• [Aim of the task]:
Among the entries that follow, find every line with the word "Parser" and list it.

• [Supplied material]:
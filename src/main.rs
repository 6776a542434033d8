//! Radarwatch CLI entry point.
//!
//! Provides `run`, `recipients`, and `decode` subcommands for running the
//! bridge, resolving the Telegram recipient list once, or checking how a
//! single device line decodes.

#![forbid(unsafe_code)]
#![warn(missing_docs)]

use std::path::PathBuf;
use std::sync::Arc;
use std::time::Duration;

use anyhow::Context;
use clap::{Parser, Subcommand};
use tokio::net::TcpListener;
use tracing::{info, warn};

use radarwatch::alert::{self, AlertGate};
use radarwatch::config::{self, IgnoredOverride, RadarwatchConfig};
use radarwatch::decoder::{self, LineEvent};
use radarwatch::forwarder::accept_consumer;
use radarwatch::ingest::IngestLoop;
use radarwatch::logging;
use radarwatch::notify::{resolve_recipients, NotificationApi, Notifier, TelegramApi};
use radarwatch::source::{LineSource, SerialSource};
use radarwatch::store::{EnvFileStore, KeyValueStore, MemoryStore};

/// Radarwatch: serial radar bridge with Telegram alerts.
#[derive(Parser)]
#[command(name = "radarwatch", version, about)]
struct Cli {
    /// Config file (defaults to `$RADARWATCH_CONFIG_PATH` or `./radarwatch.toml`).
    #[arg(long, global = true)]
    config: Option<PathBuf>,

    /// Subcommand to execute.
    #[command(subcommand)]
    command: Command,
}

/// Available CLI subcommands.
#[derive(Subcommand)]
enum Command {
    /// Run the bridge until interrupted.
    Run,
    /// Merge discovered and stored recipients, persist, and print the result.
    Recipients {
        /// Show the merged list without writing the store.
        #[arg(long)]
        dry_run: bool,
    },
    /// Decode one device line and print the result.
    Decode {
        /// Raw line, e.g. `90,42,0,1.`
        line: String,
    },
}

#[tokio::main]
async fn main() -> anyhow::Result<()> {
    let cli = Cli::parse();

    match cli.command {
        Command::Run => handle_run(cli.config).await,
        Command::Recipients { dry_run } => handle_recipients(cli.config, dry_run).await,
        Command::Decode { line } => handle_decode(&line),
    }
}

fn process_env(key: &str) -> Option<String> {
    std::env::var(key).ok()
}

/// Load the config. Skipped overrides come back for logging once a
/// subscriber is installed.
fn load(explicit: Option<PathBuf>) -> anyhow::Result<(RadarwatchConfig, Vec<IgnoredOverride>)> {
    let path = config::config_path(explicit.as_deref(), process_env);
    config::load_config(&path, process_env)
        .with_context(|| format!("failed to load {}", path.display()))
}

fn report_ignored(ignored: &[IgnoredOverride]) {
    for skipped in ignored {
        warn!(var = skipped.var, value = %skipped.value, "ignoring invalid env override");
    }
}

/// Build the Telegram client from the token in the store.
///
/// A missing token is not fatal: the bridge still forwards frames, and
/// every send attempt will fail and be logged.
fn build_api(
    config: &RadarwatchConfig,
    store: &dyn KeyValueStore,
) -> anyhow::Result<Arc<dyn NotificationApi>> {
    let key = &config.telegram.bot_token_key;
    let token = match store.get(key) {
        Ok(Some(token)) if !token.trim().is_empty() => token,
        Ok(_) => {
            warn!(key = %key, "bot token not set, alerts will not be delivered");
            String::new()
        }
        Err(e) => {
            warn!(error = %e, key = %key, "failed to read bot token, alerts will not be delivered");
            String::new()
        }
    };

    let api = TelegramApi::new(
        &config.telegram.api_base,
        token.trim(),
        Duration::from_secs(config.telegram.request_timeout_secs),
    )
    .context("failed to build Telegram client")?;
    Ok(Arc::new(api))
}

/// Resolves when the operator interrupts the process.
async fn interrupt() {
    if let Err(e) = tokio::signal::ctrl_c().await {
        warn!(error = %e, "failed to listen for ctrl-c, running until the source ends");
        std::future::pending::<()>().await;
    }
}

/// Run the bridge.
async fn handle_run(explicit: Option<PathBuf>) -> anyhow::Result<()> {
    let (config, ignored) = load(explicit)?;
    let _logging_guard = logging::init_production(&config.logging.dir, &config.logging.level)?;
    report_ignored(&ignored);

    info!(
        serial = %config.serial.port,
        bind = %config.forward.bind,
        cooldown_secs = config.alerts.cooldown_secs,
        "radarwatch starting"
    );

    // Recipients are fixed for the lifetime of the process.
    let mut store = EnvFileStore::new(&config.store.env_file);
    let api = build_api(&config, &store)?;
    let resolution = resolve_recipients(
        api.as_ref(),
        &mut store,
        &config.telegram.recipients_key,
        config.telegram.discover,
    )
    .await;
    let notifier = Notifier::new(Arc::clone(&api), resolution.recipients);

    let mut source = SerialSource::open(&config.serial).context("failed to open sensor link")?;

    let bind = config.bind_addr()?;
    let listener = match TcpListener::bind(bind).await {
        Ok(listener) => listener,
        Err(e) => {
            if let Err(release_err) = source.release().await {
                warn!(error = %release_err, "failed to release serial source");
            }
            return Err(e).with_context(|| format!("failed to bind visualizer socket {bind}"));
        }
    };
    info!(%bind, "waiting for visualizer connection");

    let (sink, _peer) = tokio::select! {
        accepted = accept_consumer(&listener) => {
            accepted.context("failed to accept visualizer connection")?
        }
        () = interrupt() => {
            info!("interrupted before a visualizer connected");
            if let Err(e) = source.release().await {
                warn!(error = %e, "failed to release serial source");
            }
            return Ok(());
        }
    };

    let gate = AlertGate::new(Duration::from_secs(config.alerts.cooldown_secs));
    let report = IngestLoop::new(source, sink, gate, notifier)
        .with_listener(listener)
        .run(interrupt())
        .await;

    info!(
        lines = report.stats.lines_read,
        source_ended = report.source_ended,
        "radarwatch stopped"
    );
    Ok(())
}

/// Resolve recipients once and print them.
async fn handle_recipients(explicit: Option<PathBuf>, dry_run: bool) -> anyhow::Result<()> {
    let (config, ignored) = load(explicit)?;
    logging::init_cli(&config.logging.level);
    report_ignored(&ignored);

    let key = config.telegram.recipients_key.clone();
    let mut file_store = EnvFileStore::new(&config.store.env_file);
    let api = build_api(&config, &file_store)?;

    let resolution = if dry_run {
        let mut scratch = MemoryStore::default();
        if let Some(current) = file_store
            .get(&key)
            .with_context(|| format!("failed to read {}", file_store.path().display()))?
        {
            scratch
                .set(&key, &current)
                .context("failed to stage stored recipients")?;
        }
        resolve_recipients(api.as_ref(), &mut scratch, &key, config.telegram.discover).await
    } else {
        resolve_recipients(api.as_ref(), &mut file_store, &key, config.telegram.discover).await
    };

    for recipient in &resolution.recipients {
        let marker = if resolution.newly_discovered.contains(recipient) {
            " (new)"
        } else {
            ""
        };
        println!("{recipient}{marker}");
    }
    info!(
        total = resolution.recipients.len(),
        new = resolution.newly_discovered.len(),
        persisted = resolution.persisted_changed,
        dry_run,
        "recipients resolved"
    );
    Ok(())
}

/// Decode one line the way the bridge would.
fn handle_decode(line: &str) -> anyhow::Result<()> {
    logging::init_cli("warn");

    match decoder::decode_line(line).context("line did not decode")? {
        LineEvent::Frame(frame) => {
            println!(
                "frame angle={} distance={} motion1={} motion2={}",
                frame.angle, frame.distance, frame.motion1, frame.motion2
            );
            if alert::is_triggered(&frame) {
                let coordinate = alert::polar_to_cartesian(frame.angle, frame.distance);
                println!("{}", alert::format_alert(&frame, &coordinate));
            }
        }
        LineEvent::Empty => println!("empty"),
        LineEvent::DangerText(text) => println!("danger {text}"),
    }
    Ok(())
}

• [Answer space]:
use clap::{Parser, Subcommand};
#[derive(Parser)]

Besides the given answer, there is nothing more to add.